As his motives in philosophizing were personal, so were the results he attained—some of them at least: they were for him, helped him to live, whether they were valuable for others or not. Referring to certain of his writings, he calls them his "recipe and self-prepared medicine against life-weariness."[6] In a posthumous fragment (perhaps from a preface for a possible book), he says, "Here a philosophy—one of my philosophies—comes to expression, which has no wish to be called 'love of wisdom,' but begs, perhaps from pride, for a more modest name: a repulsive name indeed, which may for its part contribute to making it remain what it wishes to be: a philosophy for myself—with the motto: satis sunt mihi pauci, satis est unus, satis est nullus."[7] Sometimes he distrusts writing for the general, saying that the thinker may make himself clearer in this way, but is liable to become flatter also, not expressing his most intimate and best self—he confesses that he is shocked now and then to see how little of his own inmost self is more than hinted at in his writings.[8] He admires Schopenhauer for having written for himself; for no one, he says, wishes to be deceived, least of all a philosopher who takes as his law, Deceive no one, not even thyself.
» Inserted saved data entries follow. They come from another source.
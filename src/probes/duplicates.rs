use async_trait::async_trait;
use std::sync::Arc;
use std::time::Duration;

use super::{Probe, ProbeContext};
use crate::config::AuditConfig;
use crate::crawler::{CrawlService, crawl_pages};
use crate::data_models::{ProbeKind, ProbeValue};
use crate::error::ProbeError;
use crate::similarity::DuplicateDetector;

/// Crawls the site and reports page pairs whose content is near-identical or
/// contained in one another.
pub struct DuplicateContentProbe {
    crawler: Arc<dyn CrawlService>,
}

impl DuplicateContentProbe {
    pub fn new(crawler: Arc<dyn CrawlService>) -> Self {
        Self { crawler }
    }
}

#[async_trait]
impl Probe for DuplicateContentProbe {
    fn kind(&self) -> ProbeKind {
        ProbeKind::Duplicates
    }

    /// The crawl poll loop owns `crawl_timeout`; the probe deadline sits on
    /// top of it so the loop can return its partial pages first.
    fn timeout(&self, config: &AuditConfig) -> Duration {
        config.probe_timeout + config.crawl_timeout
    }

    async fn run(&self, ctx: &ProbeContext) -> Result<ProbeValue, ProbeError> {
        let pages = crawl_pages(self.crawler.as_ref(), &ctx.page.final_url, &ctx.config).await;
        let detector = DuplicateDetector::from_config(&ctx.config);
        let report = tokio::task::spawn_blocking(move || detector.find_duplicates(&pages))
            .await
            .map_err(|e| ProbeError::Panicked(e.to_string()))?;
        log::info!(
            "{} duplicate pair(s) across {} page(s) for {}",
            report.duplicates_found,
            report.pages_scanned,
            ctx.url
        );
        Ok(ProbeValue::Duplicates(report))
    }
}

#[cfg(test)]
mod tests {
    use super::*;
    use crate::crawler::{CrawlJobId, CrawlStatus};
    use crate::data_models::Page;
    use crate::error::CrawlError;
    use crate::probes::test_support::context;

    struct FixedCrawl(Vec<Page>);

    #[async_trait]
    impl CrawlService for FixedCrawl {
        async fn submit(&self, _url: &str, _limit: usize) -> Result<CrawlJobId, CrawlError> {
            Ok("job".to_string())
        }

        async fn status(&self, _job: &CrawlJobId) -> Result<CrawlStatus, CrawlError> {
            Ok(CrawlStatus::Completed {
                pages: self.0.clone(),
            })
        }
    }

    /// Remembers which URL the crawl was started from.
    #[derive(Default)]
    struct RecordingCrawl(std::sync::Mutex<Option<String>>);

    #[async_trait]
    impl CrawlService for RecordingCrawl {
        async fn submit(&self, url: &str, _limit: usize) -> Result<CrawlJobId, CrawlError> {
            *self.0.lock().unwrap() = Some(url.to_string());
            Ok("job".to_string())
        }

        async fn status(&self, _job: &CrawlJobId) -> Result<CrawlStatus, CrawlError> {
            Ok(CrawlStatus::Completed { pages: Vec::new() })
        }
    }

    struct RejectingCrawl;

    #[async_trait]
    impl CrawlService for RejectingCrawl {
        async fn submit(&self, _url: &str, _limit: usize) -> Result<CrawlJobId, CrawlError> {
            Err(CrawlError::Rejected("quota".into()))
        }

        async fn status(&self, job: &CrawlJobId) -> Result<CrawlStatus, CrawlError> {
            Err(CrawlError::UnknownJob(job.clone()))
        }
    }

    fn words(prefix: &str, n: usize) -> String {
        (0..n).map(|i| format!("{prefix}{i}")).collect::<Vec<_>>().join(" ")
    }

    #[tokio::test]
    async fn test_reports_identical_pages() {
        let body = words("w", 200);
        let pages = vec![
            Page::new("https://example.com/a".into(), "A".into(), body.clone()),
            Page::new("https://example.com/b".into(), "B".into(), body),
            Page::new("https://example.com/c".into(), "C".into(), words("z", 200)),
        ];
        let probe = DuplicateContentProbe::new(Arc::new(FixedCrawl(pages)));
        let ctx = context("https://example.com/", "<p>x</p>");
        let ProbeValue::Duplicates(report) = probe.run(&ctx).await.unwrap() else {
            panic!("unexpected value");
        };
        assert_eq!(report.pages_scanned, 3);
        assert_eq!(report.duplicates_found, 1);
        assert_eq!(report.results[0].similarity, 100);
        assert_eq!(report.results[0].url_a, "https://example.com/a");
    }

    #[tokio::test]
    async fn test_rejected_crawl_reports_nothing() {
        let probe = DuplicateContentProbe::new(Arc::new(RejectingCrawl));
        let ctx = context("https://example.com/", "<p>x</p>");
        let value = probe.run(&ctx).await.unwrap();
        assert_eq!(value, ProbeKind::Duplicates.default_value());
    }

    #[tokio::test]
    async fn test_crawl_starts_from_served_url() {
        let crawl = Arc::new(RecordingCrawl::default());
        let probe = DuplicateContentProbe::new(crawl.clone());
        let mut ctx = context("https://example.com/", "<p>x</p>");
        ctx.page.final_url = "https://www.example.com/".to_string();
        probe.run(&ctx).await.unwrap();
        assert_eq!(
            crawl.0.lock().unwrap().as_deref(),
            Some("https://www.example.com/")
        );
    }

    #[test]
    fn test_timeout_includes_crawl_budget() {
        let probe = DuplicateContentProbe::new(Arc::new(RejectingCrawl));
        let config = AuditConfig::default();
        assert_eq!(
            probe.timeout(&config),
            config.probe_timeout + config.crawl_timeout
        );
    }
}
use chrono::{DateTime, Utc};
use serde::{Deserialize, Serialize};

use crate::data_models::{
    ContentQuality, DuplicateReport, FileChecks, PerformanceMetrics, ProbeKind, ProbeOutcome,
    ProbeResult, ProbeStatus, ProbeValue, SecurityHeaders, StructuredData, UrlConsistency,
};
use crate::fetcher::FetchedPage;

/// What the primary fetch saw.
#[derive(Serialize, Deserialize, Debug, Clone, Default, PartialEq)]
#[serde(rename_all = "camelCase")]
pub struct PageSummary {
    pub status: u16,
    pub title: Option<String>,
    pub meta_description: Option<String>,
    pub canonical: Option<String>,
    pub h1_count: usize,
    pub heading_count: usize,
    pub word_count: usize,
    pub internal_links: usize,
    pub external_links: usize,
}

#[derive(Serialize, Deserialize, Debug, Clone, Default, PartialEq)]
#[serde(rename_all = "camelCase")]
pub struct AuditSummary {
    pub probes_run: usize,
    pub probes_succeeded: usize,
    pub failed_probes: Vec<ProbeKind>,
    pub has_duplicate_content: bool,
}

/// The full result of one audit. Every section is always present; a section
/// whose probe failed holds that probe's default value.
#[derive(Serialize, Deserialize, Debug, Clone, PartialEq)]
#[serde(rename_all = "camelCase")]
pub struct AuditReport {
    pub url: String,
    pub final_url: String,
    pub audited_at: DateTime<Utc>,
    pub page: PageSummary,
    pub performance: PerformanceMetrics,
    pub files: FileChecks,
    pub structured_data: StructuredData,
    pub url_consistency: UrlConsistency,
    pub content_quality: ContentQuality,
    pub security: SecurityHeaders,
    pub duplicates: DuplicateReport,
    pub probes: Vec<ProbeOutcome>,
    pub summary: AuditSummary,
}

pub struct ReportAssembler;

impl ReportAssembler {
    /// Merges probe results into a report. The first result of each kind
    /// wins; kinds with no result keep their default section.
    pub fn assemble(
        url: &str,
        page: &FetchedPage,
        results: &[ProbeResult],
        audited_at: DateTime<Utc>,
    ) -> AuditReport {
        let mut report = AuditReport {
            url: url.to_string(),
            final_url: page.final_url.clone(),
            audited_at,
            page: page_summary(page),
            performance: PerformanceMetrics::default(),
            files: FileChecks::default(),
            structured_data: StructuredData::default(),
            url_consistency: UrlConsistency::default(),
            content_quality: ContentQuality::default(),
            security: security_headers(page),
            duplicates: DuplicateReport::default(),
            probes: Vec::with_capacity(results.len()),
            summary: AuditSummary::default(),
        };

        let mut seen = Vec::with_capacity(ProbeKind::ALL.len());
        for result in results {
            if seen.contains(&result.kind) {
                log::warn!("ignoring extra {} result", result.kind.as_str());
                continue;
            }
            seen.push(result.kind);
            report.probes.push(ProbeOutcome::from(result));

            match result.value.clone() {
                ProbeValue::Performance(v) => report.performance = v,
                ProbeValue::Files(v) => report.files = v,
                ProbeValue::StructuredData(v) => report.structured_data = v,
                ProbeValue::UrlConsistency(v) => report.url_consistency = v,
                ProbeValue::ContentQuality(v) => report.content_quality = v,
                ProbeValue::Duplicates(v) => report.duplicates = v,
            }
        }

        report.summary = AuditSummary {
            probes_run: report.probes.len(),
            probes_succeeded: report
                .probes
                .iter()
                .filter(|p| p.status == ProbeStatus::Ok)
                .count(),
            failed_probes: report
                .probes
                .iter()
                .filter(|p| p.status != ProbeStatus::Ok)
                .map(|p| p.kind)
                .collect(),
            has_duplicate_content: report.duplicates.duplicates_found > 0,
        };
        report
    }
}

fn page_summary(page: &FetchedPage) -> PageSummary {
    let host = reqwest::Url::parse(&page.final_url)
        .ok()
        .and_then(|u| u.host_str().map(str::to_string));
    let internal_links = page
        .links
        .iter()
        .filter(|link| {
            reqwest::Url::parse(link)
                .ok()
                .is_some_and(|u| u.host_str().map(str::to_string) == host)
        })
        .count();

    PageSummary {
        status: page.status,
        title: page.title.clone(),
        meta_description: page.meta_description.clone(),
        canonical: page.canonical.clone(),
        h1_count: page.h1_count,
        heading_count: page.headings.len(),
        word_count: page.word_count,
        internal_links,
        external_links: page.links.len() - internal_links,
    }
}

fn security_headers(page: &FetchedPage) -> SecurityHeaders {
    SecurityHeaders {
        https: page.final_url.starts_with("https://"),
        hsts: page.header("strict-transport-security").is_some(),
        content_security_policy: page.header("content-security-policy").is_some(),
        x_frame_options: page.header("x-frame-options").is_some(),
        x_content_type_options: page
            .header("x-content-type-options")
            .is_some_and(|v| v.trim().eq_ignore_ascii_case("nosniff")),
        referrer_policy: page.header("referrer-policy").is_some(),
    }
}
He comes to say at last, "I take readers into account no longer: how could I write for readers? … But I note myself down, for myself."[9] "Mihi ipsi scripsi—so it is; and in this way shall each one do his best for himself according to his kind."[10] At least this became an ideal, for he owns that sometimes he has hardly the courage for his own thoughts ("I have only rarely the courage for what I really know").[11]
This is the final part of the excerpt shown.